Reputation: 1747
The array (note order of items):
{
"5":{
"Title":"Title A",
"Desc":"Description A"
},
"15":{
"Title":"Title B",
"Desc":"Description B"
},
"10":{
"Title":"Title C",
"Desc":"Description C"
},
"1":{
"Title":"Title D",
"Desc":"Description D"
},
"20":{
"Title":"Title E",
"Desc":"Description E"
}
}
Now, the js code below does change order if run on chrome or IE9.
for ( var i in data ) {
alert(JSON.stringify(data[i]));
}
IE8 preserves original order, while newer browsers change the order to 1, 5, 10 ,15, 20.
Any idea why this may be happening? Is it possible to preserve original order in newer browsers?
Many thanks, Luke
Upvotes: 2
Views: 169
Reputation: 298392
What you have there is not an array, but an object. Objects don't have any order. The browsers return keys in whatever order they want.

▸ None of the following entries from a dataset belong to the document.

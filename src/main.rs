//! complyscan - Audit repository code against its declared dependency manifest
//!
//! This is the main entry point for the CLI application.

use clap::Parser;
use tracing_subscriber::{fmt, prelude::*, EnvFilter};

use complyscan::cli::{commands, Cli, Commands, LogFormat};
use complyscan::exit_codes;

#[tokio::main]
async fn main() {
    // Parse CLI arguments
    let cli = Cli::parse();

    // Setup logging based on verbosity
    setup_logging(cli.verbose, cli.log_format);

    // A broken config file must not prevent `init --force` from replacing it
    let config = cli.load_config();
    let result = match (cli.command, config) {
        (Commands::Init(args), _) => commands::init::execute(args).await,
        (_, Err(e)) => Err(e.into()),
        (Commands::Audit(args), Ok(config)) => commands::audit::execute(args, config).await,
        (Commands::Policy(args), Ok(config)) => commands::policy::execute(args, config).await,
        (Commands::History(args), Ok(config)) => commands::history::execute(args, config).await,
    };

    // Handle exit codes for CI integration
    match result {
        Ok(exit_code) => std::process::exit(exit_code),
        Err(e) => {
            eprintln!("Error: {}", e);
            std::process::exit(exit_codes::for_error(&e));
        }
    }
}

fn setup_logging(verbosity: u8, format: LogFormat) {
    let filter = match verbosity {
        0 => "warn",
        1 => "info",
        2 => "debug",
        _ => "trace",
    };
    let env_filter =
        EnvFilter::try_from_default_env().unwrap_or_else(|_| EnvFilter::new(filter));

    match format {
        LogFormat::Text => tracing_subscriber::registry()
            .with(fmt::layer().with_writer(std::io::stderr))
            .with(env_filter)
            .init(),
        LogFormat::Json => tracing_subscriber::registry()
            .with(fmt::layer().json().with_writer(std::io::stderr))
            .with(env_filter)
            .init(),
    }
}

If you want some fixed order, put your objects into an array:
{
"objects": [
{
"id": "5",
"Title":"Title A",
"Desc":"Description A"
},
{
"id": "15",
"Title":"Title B",
"Desc":"Description B"
},
{
"id": "10",
"Title":"Title C",
"Desc":"Description C"
},
{
"id": "1",
"Title":"Title D",
"Desc":"Description D"
},
{
"id": "20"
"Title":"Title E",
"Desc":"Description E"
}
}
}
Upvotes: 1
Reputation: 413826
What you've got there is not an array. It's just an object, and the order of presentation of properties is undefined.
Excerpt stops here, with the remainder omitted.